Last impressions. What will your customers remember most about their visit to your bar, hotel or restaurant? What happens in the last few moments of their visit that will undoubtedly influence their lasting impression? Show you appreciate their custom; a sincere thank you in person goes a long way. Give them a little memento to take home with them as a lasting reminder: a box of homemade petit fours, jam or pickles or gift bag of your exclusive toiletries for your leisure guests, or quality logoed accessories for your corporate market. Obviously this needs to be in line with your margins, but even something as small as a print out of the ingredients of their favourite cocktail or the recipe of a dish they asked about, or printing out directions for their onward journey.

 

Spot Your opportunities

Listen to customers so you can spot opportunities for additional sales. Not just for your own business, but for other local, sister or complimentary businesses too. A visit to a neighbouring attraction, place of interest or even another hospitality business might still generate spin off business for you (and vice versa).
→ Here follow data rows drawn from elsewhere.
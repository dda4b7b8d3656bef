//! ---
//! scada_section: "03-persistence-metrics"
//! scada_subsection: "module"
//! scada_type: "source"
//! scada_scope: "code"
//! scada_description: "Historian schema rows, sinks, and the batching writer."
//! scada_version: "v0.1.0"
//! scada_owner: "tbd"
//! ---
#![warn(missing_docs)]
//! Buffered, retrying delivery of telemetry and audit/security rows to the
//! external time-series historian.

pub mod rows;
pub mod sink;
pub mod writer;

/// Shared result type for historian operations.
pub type Result<T> = std::result::Result<T, HistorianError>;

/// Errors raised by historian components.
#[derive(Debug, thiserror::Error)]
pub enum HistorianError {
    /// Underlying sink I/O failure.
    #[error("sink io error: {0}")]
    Io(#[from] std::io::Error),
    /// Row serialization failure.
    #[error("serialization error: {0}")]
    Json(#[from] serde_json::Error),
    /// The writer task has shut down.
    #[error("historian writer closed")]
    Closed,
}

pub use rows::{
    AlarmRow, AuditRow, GridMetricsRow, HistorianRow, SecurityEventRow, TelemetryRow,
};
pub use sink::{HistorianSink, NdjsonSink};
pub use writer::{spawn_writer, HistorianHandle, WriterConfig, WriterStats};
//! ---
//! scada_section: "04-rtu-runtime"
//! scada_subsection: "module"
//! scada_type: "source"
//! scada_scope: "code"
//! scada_description: "Per-node RTU runtime: simulation, protocol listeners, control channel."
//! scada_version: "v0.1.0"
//! scada_owner: "tbd"
//! ---
#![warn(missing_docs)]
//! The per-node RTU service: local electrical simulation, 1 Hz telemetry
//! sampling, Modbus/IEC-104 listeners with connection classification, and the
//! persistent control channel to the master.

pub mod connections;
pub mod control;
pub mod electrical;
pub mod iec104;
pub mod modbus;
pub mod outbound;
pub mod rest;
pub mod runtime;
pub mod sampler;

pub use connections::ConnectionTracker;
pub use electrical::ElectricalSim;
pub use outbound::OutboundQueue;
pub use runtime::{RtuHandle, RtuRuntime};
Ensure everyone fully understands your products and services so they can spot opportunities. This doesn’t mean ramming unwanted offerings down people’s throats, but picking up on an interest or need and helping to find the right solution or offering suggestions that the guest or visitor may not have thought of themselves or been aware of – a win-win.

Train and empower your team to be flexible so they can tailor offers to best suit the customers’ needs and make appropriate recommendations.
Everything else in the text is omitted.